Extracted data entries
-- Opening Marker --
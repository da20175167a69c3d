//! Chunk index built from a single forward pass over chunk headers.
//!
//! Building an index reads only headers and seeks over payloads, so its cost
//! scales with the number of chunks rather than the volume of record data.
//! Once built the index is immutable and may be shared by any number of
//! [`RangeScanner`](crate::RangeScanner)s, each owning its own stream handle.
//!
//! Persisted layout (bincode, fixed-width little-endian integers), in order:
//! `chunk_offsets: Vec<i64>`, `chunk_lens: Vec<u32>`, `num_records: i64`,
//! `chunk_records: Vec<u64>`. `chunk_lens` holds each chunk's stored payload
//! size in bytes, excluding the header.

use std::io::{Read, Seek, SeekFrom, Write};
use std::path::Path;

use bincode::config::{self, Config};
use serde::{Deserialize, Serialize};

use crate::error::{RecordIoError, Result};
use crate::io::HeaderDecoder;
use crate::io::chunk::ChunkCodec;
use crate::types::{HeaderRead, RecordLocation};

#[derive(Debug, Clone, Default, PartialEq, Eq, Serialize, Deserialize)]
#[serde(try_from = "IndexLayout", into = "IndexLayout")]
pub struct Index {
    chunk_offsets: Vec<i64>,
    chunk_lens: Vec<u32>,
    num_records: u64,
    chunk_records: Vec<u64>,
    /// `cumulative[i]` is the number of records in chunks `0..=i`.
    cumulative: Vec<u64>,
}

/// Serialized field order. Must not change.
#[derive(Serialize, Deserialize)]
struct IndexLayout {
    chunk_offsets: Vec<i64>,
    chunk_lens: Vec<u32>,
    num_records: i64,
    chunk_records: Vec<u64>,
}

impl From<Index> for IndexLayout {
    fn from(index: Index) -> Self {
        Self {
            chunk_offsets: index.chunk_offsets,
            chunk_lens: index.chunk_lens,
            // Unreachable past i64::MAX; a saturated total fails the reload check.
            num_records: i64::try_from(index.num_records).unwrap_or(i64::MAX),
            chunk_records: index.chunk_records,
        }
    }
}

impl TryFrom<IndexLayout> for Index {
    type Error = RecordIoError;

    fn try_from(layout: IndexLayout) -> Result<Self> {
        let chunks = layout.chunk_offsets.len();
        if layout.chunk_lens.len() != chunks || layout.chunk_records.len() != chunks {
            return Err(RecordIoError::IndexDecode {
                reason: format!(
                    "per-chunk field lengths differ: {} offsets, {} lens, {} record counts",
                    chunks,
                    layout.chunk_lens.len(),
                    layout.chunk_records.len()
                ),
            });
        }
        if layout.chunk_offsets.first().is_some_and(|&offset| offset < 0)
            || layout.chunk_offsets.windows(2).any(|pair| pair[0] >= pair[1])
        {
            return Err(RecordIoError::IndexDecode {
                reason: "chunk offsets must be non-negative and strictly increasing".into(),
            });
        }

        let cumulative = cumulative_counts(&layout.chunk_records).ok_or_else(|| {
            RecordIoError::IndexDecode {
                reason: "record count overflow".into(),
            }
        })?;
        let num_records =
            u64::try_from(layout.num_records).map_err(|_| RecordIoError::IndexDecode {
                reason: format!("negative num_records {}", layout.num_records),
            })?;
        let total = cumulative.last().copied().unwrap_or(0);
        if total != num_records {
            return Err(RecordIoError::IndexDecode {
                reason: format!(
                    "num_records is {} but chunks hold {total}",
                    layout.num_records
                ),
            });
        }

        Ok(Self {
            chunk_offsets: layout.chunk_offsets,
            chunk_lens: layout.chunk_lens,
            num_records,
            chunk_records: layout.chunk_records,
            cumulative,
        })
    }
}

fn cumulative_counts(chunk_records: &[u64]) -> Option<Vec<u64>> {
    let mut running = 0u64;
    chunk_records
        .iter()
        .map(|&count| {
            running = running.checked_add(count)?;
            Some(running)
        })
        .collect()
}

fn index_config() -> impl Config {
    config::standard()
        .with_fixed_int_encoding()
        .with_little_endian()
}

impl Index {
    /// Index every chunk from the current stream position to the end of the
    /// stream using the built-in codec.
    pub fn build<R: Read + Seek>(reader: &mut R) -> Result<Self> {
        Self::build_with(reader, &ChunkCodec::default())
    }

    /// Index with a caller-supplied header decoder.
    ///
    /// All-or-nothing: any decode or seek failure discards the chunks gathered
    /// so far and is returned to the caller. A stream with no chunks yields an
    /// empty index.
    pub fn build_with<R, D>(reader: &mut R, decoder: &D) -> Result<Self>
    where
        R: Read + Seek,
        D: HeaderDecoder + ?Sized,
    {
        let mut index = Self::default();
        let mut offset = reader.stream_position()?;

        loop {
            let header = match decoder.read_header(reader)? {
                HeaderRead::Header(header) => header,
                HeaderRead::EndOfStream => break,
            };
            let chunk_offset = i64::try_from(offset).map_err(|_| RecordIoError::InvalidHeader {
                offset,
                reason: "chunk offset does not fit in i64".into(),
            })?;

            index.chunk_offsets.push(chunk_offset);
            index.chunk_lens.push(header.compressed_size);
            index.chunk_records.push(u64::from(header.num_records));
            index.num_records += u64::from(header.num_records);
            index.cumulative.push(index.num_records);

            tracing::debug!(
                index.chunk = index.chunk_offsets.len() - 1,
                chunk.offset = offset,
                chunk.records = header.num_records,
                chunk.compressed_size = header.compressed_size,
                "indexed chunk"
            );

            let next = reader.seek(SeekFrom::Current(i64::from(header.compressed_size)))?;
            if next <= offset {
                return Err(RecordIoError::InvalidHeader {
                    offset,
                    reason: "header decoder did not advance the stream".into(),
                });
            }
            offset = next;
        }

        tracing::debug!(
            index.chunks = index.num_chunks(),
            index.records = index.num_records,
            "index built"
        );
        Ok(index)
    }

    /// Open `path` and index it from the start.
    pub fn build_from_path(path: impl AsRef<Path>) -> Result<Self> {
        // Unbuffered: every header read follows a seek.
        let mut file = fs_err::File::open(path.as_ref())?;
        Self::build(&mut file)
    }

    #[must_use]
    pub fn num_chunks(&self) -> usize {
        self.chunk_offsets.len()
    }

    #[must_use]
    pub fn num_records(&self) -> u64 {
        self.num_records
    }

    #[must_use]
    pub fn chunk_offsets(&self) -> &[i64] {
        &self.chunk_offsets
    }

    #[must_use]
    pub fn chunk_lens(&self) -> &[u32] {
        &self.chunk_lens
    }

    #[must_use]
    pub fn chunk_records(&self) -> &[u64] {
        &self.chunk_records
    }

    #[must_use]
    pub fn chunk_offset(&self, ordinal: usize) -> Option<i64> {
        self.chunk_offsets.get(ordinal).copied()
    }

    /// Index holding only chunk `ordinal`, with `num_records` set to that
    /// chunk's record count.
    pub fn sub_index(&self, ordinal: usize) -> Result<Self> {
        let out_of_range = || RecordIoError::ChunkOutOfRange {
            ordinal,
            num_chunks: self.num_chunks(),
        };
        let offset = self.chunk_offsets.get(ordinal).copied().ok_or_else(out_of_range)?;
        let len = self.chunk_lens.get(ordinal).copied().ok_or_else(out_of_range)?;
        let records = self.chunk_records.get(ordinal).copied().ok_or_else(out_of_range)?;

        Ok(Self {
            chunk_offsets: vec![offset],
            chunk_lens: vec![len],
            num_records: records,
            chunk_records: vec![records],
            cumulative: vec![records],
        })
    }

    /// Resolve a global record number to its chunk and position within it.
    /// Returns `None` past the last record.
    #[must_use]
    pub fn locate(&self, record: u64) -> Option<RecordLocation> {
        if record >= self.num_records {
            return None;
        }
        // First chunk whose cumulative count exceeds `record`; empty chunks are
        // skipped because their cumulative count equals their predecessor's.
        let chunk = self.cumulative.partition_point(|&total| total <= record);
        let before = match chunk.checked_sub(1) {
            Some(prev) => *self.cumulative.get(prev)?,
            None => 0,
        };
        let local = usize::try_from(record - before).ok()?;
        Some(RecordLocation { chunk, local })
    }

    /// Serialize the index, returning the number of bytes written.
    pub fn write_to<W: Write>(&self, writer: &mut W) -> Result<usize> {
        let written = bincode::serde::encode_into_std_write(self, writer, index_config())?;
        log::debug!(
            "persisted index: {} chunks, {} records, {written} bytes",
            self.num_chunks(),
            self.num_records
        );
        Ok(written)
    }

    pub fn read_from<R: Read>(reader: &mut R) -> Result<Self> {
        let index: Self = bincode::serde::decode_from_std_read(reader, index_config())?;
        log::debug!(
            "loaded index: {} chunks, {} records",
            index.num_chunks(),
            index.num_records
        );
        Ok(index)
    }

    pub fn to_bytes(&self) -> Result<Vec<u8>> {
        Ok(bincode::serde::encode_to_vec(self, index_config())?)
    }

    pub fn from_bytes(bytes: &[u8]) -> Result<Self> {
        let (index, _) = bincode::serde::decode_from_slice(bytes, index_config())?;
        Ok(index)
    }
}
-- Closing Marker --
Task objective:
Copy out the lines above with "field" in them.

Answer space:
/// Serialized field order. Must not change.
                    "per-chunk field lengths differ: {} offsets, {} lens, {} record counts",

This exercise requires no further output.